Jon - Our everyday lives are connected to the oceans in so many different ways. If you’re listening to this podcast elsewhere in the world, it’s actually coming to across a cable across the deep ocean. All of the internet, all of our intercontinental phone traffic uses the deep ocean. We use a lot of ocean resources, we can learn from the ingenuity of nature in the seas and, of course, our everyday lives are having increasing impact on the deep ocean as well.

Georgia - How is our ocean doing? How much should we be concerned about it?

Jon - Certainly the pressures from our activities on the oceans are increasing from pollution, from the waste that we generate, and our increasing use of resources. But there are also what I like to think of as islands of hope out there. There are examples of where our personal choices in our everyday lives have made a difference for the better.
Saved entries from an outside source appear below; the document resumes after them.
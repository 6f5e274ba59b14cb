// Copyright 2025 Nelson Dominguez
// SPDX-License-Identifier: MIT OR Apache-2.0

use super::{Encrypt, EncryptBytes, Stream, encrypt_block_size, util};
use crate::ciphertext::Ciphertext;
use crate::error::{Error, Result};
use crate::keypair::PublicKey;
use crate::numtheory::pow_mod;

use zeroize::{Zeroize, ZeroizeOnDrop};

impl Encrypt for PublicKey {
    fn encrypt<P: AsRef<[u8]>>(&self, chunk: P) -> Result<Ciphertext> {
        let chunk = chunk.as_ref();
        let max = self.payload_size()?;
        if chunk.len() > max {
            return Err(Error::PlaintextTooLarge { max });
        }

        // c = m^n mod n
        let m = util::marked_block(chunk);
        let c = pow_mod(&m, &self.n, &self.n);

        Ok(Ciphertext::new(c))
    }
}

impl EncryptBytes for PublicKey {
    fn encrypt_bytes<P: AsRef<[u8]>>(&self, data: P) -> Result<Vec<u8>> {
        let mut encryptor = self.encryptor()?;
        let mut output = encryptor.update(data)?;
        output.extend(encryptor.finalize()?);
        Ok(output)
    }
}

/// Streaming encryption context.
///
/// Buffers plaintext until a full chunk of `block_size - 1` bytes is
/// available and emits one ciphertext line per chunk. The buffered plaintext
/// is zeroized on drop.
#[derive(Zeroize, ZeroizeOnDrop)]
pub struct Encryptor<'a> {
    #[zeroize(skip)]
    pub_key: &'a PublicKey,

    /// Plaintext not yet forming a full chunk.
    buffer: Vec<u8>,

    /// Payload bytes per block, excluding the marker.
    payload_size: usize,

    /// Number of blocks emitted so far.
    blocks: usize,
}

impl<'a> Encryptor<'a> {
    pub(crate) fn new(pub_key: &'a PublicKey) -> Result<Self> {
        let payload_size = pub_key.payload_size()?;
        log::debug!(
            "encrypting with {}-bit modulus, {payload_size} payload bytes per block",
            pub_key.bit_length()
        );

        Ok(Self {
            pub_key,
            buffer: Vec::with_capacity(payload_size),
            payload_size,
            blocks: 0,
        })
    }

    /// Number of ciphertext lines produced so far.
    pub fn blocks(&self) -> usize {
        self.blocks
    }

    fn encrypt_chunk(&mut self, chunk: &[u8], output: &mut Vec<u8>) -> Result<()> {
        let ciphertext = self.pub_key.encrypt(chunk)?;
        output.extend_from_slice(ciphertext.to_hex().as_bytes());
        output.push(b'\n');

        log::trace!("encrypted block {} ({} payload bytes)", self.blocks, chunk.len());
        self.blocks += 1;
        Ok(())
    }
}

impl<'a> PublicKey {
    /// Encryption block size in bytes, including the marker byte.
    pub fn block_size(&self) -> usize {
        encrypt_block_size(&self.n)
    }

    /// Create a streaming encryptor for this key.
    ///
    /// Fails with [`Error::ModulusTooSmall`] if a block cannot carry at least
    /// one payload byte.
    pub fn encryptor(&'a self) -> Result<Encryptor<'a>> {
        Encryptor::new(self)
    }

    fn payload_size(&self) -> Result<usize> {
        match self.block_size() {
            0 | 1 => Err(Error::ModulusTooSmall {
                bits: self.bit_length(),
            }),
            size => Ok(size - 1),
        }
    }
}

impl<'a> Stream for Encryptor<'a> {
    fn update<D: AsRef<[u8]>>(&mut self, data: D) -> Result<Vec<u8>> {
        let mut data = data.as_ref();
        let mut output = Vec::new();

        // top up a partially filled chunk first
        if !self.buffer.is_empty() {
            let take = (self.payload_size - self.buffer.len()).min(data.len());
            self.buffer.extend_from_slice(&data[..take]);
            data = &data[take..];

            if self.buffer.len() < self.payload_size {
                return Ok(output);
            }
            let mut chunk = std::mem::take(&mut self.buffer);
            let result = self.encrypt_chunk(&chunk, &mut output);
            chunk.zeroize();
            result?;
        }

        let mut chunks = data.chunks_exact(self.payload_size);
        for chunk in &mut chunks {
            self.encrypt_chunk(chunk, &mut output)?;
        }
        self.buffer.extend_from_slice(chunks.remainder());

        Ok(output)
    }

    fn finalize(mut self) -> Result<Vec<u8>> {
        let mut output = Vec::new();

        if !self.buffer.is_empty() {
            let mut chunk = std::mem::take(&mut self.buffer);
            let result = self.encrypt_chunk(&chunk, &mut output);
            chunk.zeroize();
            result?;
        }

        log::debug!("encryption finished after {} blocks", self.blocks);
        Ok(output)
    }
}
// Copyright 2025 Nelson Dominguez
// SPDX-License-Identifier: MIT OR Apache-2.0

/// Errors that can occur during key generation, key parsing or block processing.
#[derive(Debug, thiserror::Error)]
pub enum Error {
    #[error("Invalid key size: must be at least {min} bits, got {actual}")]
    InvalidKeySize { min: usize, actual: usize },

    #[error("Miller-Rabin iteration count must be at least 1")]
    InvalidIterations,

    #[error("Prime size must be at least 2 bits, got {0}")]
    InvalidPrimeSize(usize),

    #[error("Unable to generate a {bits}-bit prime after {attempts} attempts")]
    PrimeGenerationFailed { bits: usize, attempts: usize },

    #[error("Key generation failed: {0}")]
    KeyGenerationFailed(String),

    #[error("Modular inverse does not exist")]
    NoModularInverse,

    #[error("Invalid public key")]
    InvalidPublicKey,

    #[error("Invalid private key")]
    InvalidPrivateKey,

    #[error("Malformed key: {0}")]
    MalformedKey(String),

    #[error("Modulus of {bits} bits is too small to carry a payload byte")]
    ModulusTooSmall { bits: usize },

    #[error("Plaintext exceeds the block payload of {max} bytes")]
    PlaintextTooLarge { max: usize },

    #[error("Ciphertext is invalid or corrupted: {0}")]
    InvalidCiphertext(String),

    #[error(transparent)]
    Io(#[from] std::io::Error),
}

pub type Result<T> = std::result::Result<T, Error>;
In the UK, we’ve had the ban on plastic bags in shops and that’s substantially reduced the amount of litter on our beaches. This week in the UK, we’ve also heard there’s going to be a ban on microplastics in cosmetics and some sort of personal care products. So I think that as we become aware of how our lives are connected to the oceans and how a healthy ocean benefits us, then together we can choose the future we want for our blue planet.

Georgia - What are the biggest challenges ahead for the ocean? What is the future and what can people listening who love the ocean do at home to try and help?

Jon - I think we’re all becoming aware of the amount of plastic waste that we tend to generate. If we don’t pay attention to it in our everyday lives and an awful lot of that plastic ends up washed into rivers and so on and, eventually, in the oceans - billions of tons of it. Probably the lion’s share of it has been generated within the past decade or so.

Now people are starting to really wake up to this and we’re seeing some differences. We’re seeing pressure on manufacturers and that’s something that each of us can think about and that collectively will make a difference to the oceans for the future.